Sou-tseu-yeou : Quoique le Saint ne s'attache pas aux choses du monde, cependant il ne méprise pas les lois du siècle, il ne manque pas aux devoirs de sa condition, il ne viole pas les principes de la raison. Quelque rang qu'il occupe dans le monde ou dans l'administration, tout l'empire ne saurait voir en quoi il diffère des autres hommes.

(153) Je suis le commentaire de Ho-chang-kong et H. Le mot yang (vulgo milieu) veut dire ici « s'arrêter, cesser ». Ce sens se trouve aussi dans le dictionnaire Pin-tseu-tsien. (Cf. Morrison, Dictionnaire chinois-anglais, Ie partie, p. 585.)

(154) Ce sens est tiré du commentaire E.

(155) Littéralement : « Sicut ille qui fruitur bove, id est, bovis carne epulatur ». B : Les hommes désirent avidement la chair du bœuf pour réjouir leur palais ; au printemps, ils montent sur une tour élevée pour contenter leurs yeux.

(156) A : Mes affections et mes désirs ne se sont pas encore montrés. E : Le mot tchao veut dire « le mouvement le plus léger, le plus faible, et, dans un sens verbal, avoir, montrer un mouvement faible et presque imperceptible, apparaître faiblement », comme les fissures déliées qui se montrent sur l'écaille de la tortue (que l'on brûle pour en tirer des présages).

(157) E : Lorsqu'un nouveau-né peut sourire, ses affections naissent et son cœur commence à s'émouvoir. Lao-tseu veut dire que la multitude des hommes désire avidement les objets extérieurs et ne peut contenir ses transports de joie ; lui seul a un cœur calme qui n'a pas encore commencé à éprouver la plus légère émotion ; il ne sait pas se réjouir de la joie de la multitude.

(158) E : Les mots ching-ching signifient « ne pas s'arrêter et ne pas s'attacher (aux choses du monde) ». H : Mon cœur ne désire rien ; il est dégagé de tous liens. Je me promène dans le monde avec un cœur vide, je suis comme un bateau dont le câble est brisé.

(159) E : Les hommes de la multitude ont beaucoup acquis ; tous ont du superflu. Mais moi, je ne possède pas une seule chose. Seul entre tous, je suis comme un homme qui a perdu ce qu'il possédait. Mais la possession est une chose illusoire ; c'est lorsqu'on ne possède rien qu'on possède de véritables richesses. (L'expression « ne posséder rien » s'entend des choses du monde ; « posséder de véritables richesses » se dit des richesses intérieures du sage qui s'est complètement dépouillé des choses sensibles.)

(160) E : L'expression chun-chun signifie « dépourvu de connaissances, ignorant ».

(161) H, E : Les mots men-men (vulgo triste) signifient ici « troublé, confus ».

(162) A : Je suis vague comme les fleuves et les mers ; personne ne connaît mes limites. C : Le cœur de l'homme parfait n'a point de bornes ; il est (dit Sou-tseu-yeou) comme une mer dont on ne peut découvrir les lointains rivages.

(163) C : Je suis comme un navire vide qui flotte au gré des eaux, comme une feuille d'arbre qu'emporte le vent.

(164) Le mot i (vulgo se servir) est rendu dans le commentaire B, et dans plusieurs autres, par neng « capacité ».

Aliter E : I veut dire weï « agir ». Tous les hommes se livrent à l'action (l'opposé du non-agir).

(165) E : Je suis comme un homme des champs, un homme qui a des dehors rudes et agrestes (par opposition avec les hommes polis des villes).

(166) C'est-à-dire, le Tao. Suivant E, G, le mot chi, « manger », doit se lire ici sse, « nourrir ».

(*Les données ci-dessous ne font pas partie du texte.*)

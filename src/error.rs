/// Lexing errors.
///
/// Defines all error types that can occur while scanning source text into
/// tokens. Lex errors cover unknown characters, malformed numeric literals,
/// malformed operators, and illegal string contents.
pub mod lex_error;
/// Parsing errors.
///
/// Defines all error types that can occur during parsing of the token
/// stream. Parse errors include token-kind mismatches, invalid statements,
/// undeclared variable references, and label resolution failures. A lexing
/// failure surfacing mid-parse is wrapped here as well.
pub mod parse_error;
/// Runtime errors.
///
/// Contains all error types that can be raised during evaluation. Runtime
/// errors include unknown variables, division by zero, arithmetic overflow,
/// and statements that are recognized by the grammar but cannot execute.
pub mod runtime_error;

pub use lex_error::LexError;
pub use parse_error::ParseError;
pub use runtime_error::RuntimeError;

E : L'expression sse-mou a le même sens que jeou-mou « nourrice ». Ibid. Tous les êtres ont besoin de l'assistance du Tao pour naître (et vivre). C'est pourquoi on l'appelle la mère de tous les êtres. De là lui vient la dénomination de sse-mou « la nourrice par excellence ».

Je révère (ibid.) la nourrice des êtres (le Tao). Voilà ce que la multitude des hommes ne fait pas, et ce que j'aime à faire. C'est en cela que je suis différent d'eux.

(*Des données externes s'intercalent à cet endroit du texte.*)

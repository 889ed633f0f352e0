use basil::{eval_expression, interpreter::value::Value};

fn assert_value(src: &str, expected: Value) {
    match eval_expression(src) {
        Ok(value) => assert_eq!(value, expected, "wrong value for {src:?}"),
        Err(e) => panic!("Expression {src:?} failed: {e}"),
    }
}

fn assert_failure(src: &str) {
    if eval_expression(src).is_ok() {
        panic!("Expression {src:?} succeeded but was expected to fail")
    }
}

#[test]
fn precedence_and_grouping() {
    assert_value("2 + 7 * 4", Value::Integer(30));
    assert_value("7 - 8 / 4", Value::Real(5.0));
    assert_value("(2 + 3) * 4", Value::Integer(20));
    assert_value("5 * ((1 + (1 + 1)) + (1 + 1))", Value::Integer(25));
}

#[test]
fn same_precedence_associates_left() {
    assert_value("10 - 3 - 4", Value::Integer(3));
    assert_value("100 / 5 / 2", Value::Real(10.0));
}

#[test]
fn unary_signs() {
    assert_value("+ 7", Value::Integer(7));
    assert_value("- - 4", Value::Integer(4));
    assert_value("5 - - 2", Value::Integer(7));
    assert_value("5 - - - 2", Value::Integer(3));
    assert_value("-2.5", Value::Real(-2.5));
}

#[test]
fn division_always_produces_a_real() {
    assert_value("10 / 2", Value::Real(5.0));
    assert_value("7 / 2", Value::Real(3.5));
    assert_value("1 / 3", Value::Real(1.0 / 3.0));
}

#[test]
fn integers_promote_next_to_reals() {
    assert_value("1 + 2.5", Value::Real(3.5));
    assert_value("2 * 1.5", Value::Real(3.0));
    assert_value("2.5 - 1", Value::Real(1.5));
}

#[test]
fn division_by_zero_is_an_error() {
    assert_failure("1 / 0");
    assert_failure("1 / 0.0");
    assert_failure("1 / (2 - 2)");

    let e = eval_expression("1 / 0").unwrap_err();
    assert_eq!(e.to_string(), "Error on line 1: Division by zero.");
}

#[test]
fn integer_overflow_is_an_error() {
    assert_failure("9223372036854775807 + 1");
    assert_failure("-9223372036854775807 - 2");
    assert_failure("9223372036854775807 * 2");
}

#[test]
fn trailing_tokens_are_rejected() {
    assert_failure("1 + 2 3");
    assert_failure("1 + 2 )");
    assert_failure("");
}

#[test]
fn no_variables_are_in_scope() {
    assert_failure("x + 1");

    let e = eval_expression("x + 1").unwrap_err();
    assert_eq!(e.to_string(),
               "Error on line 1: Variable 'x' referenced before assignment.");
}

Li-si-tchaï : Ce n'est pas qu'en réalité je sois un homme stupide. Si je diffère de la multitude, c'est que je connais le principal (la chose essentielle), je pénètre jusqu'à la source, je ne me laisse pas entraîner par le torrent des choses mondaines. Voilà ce que j'appelle « révérer la mère qui nourrit tous les êtres ».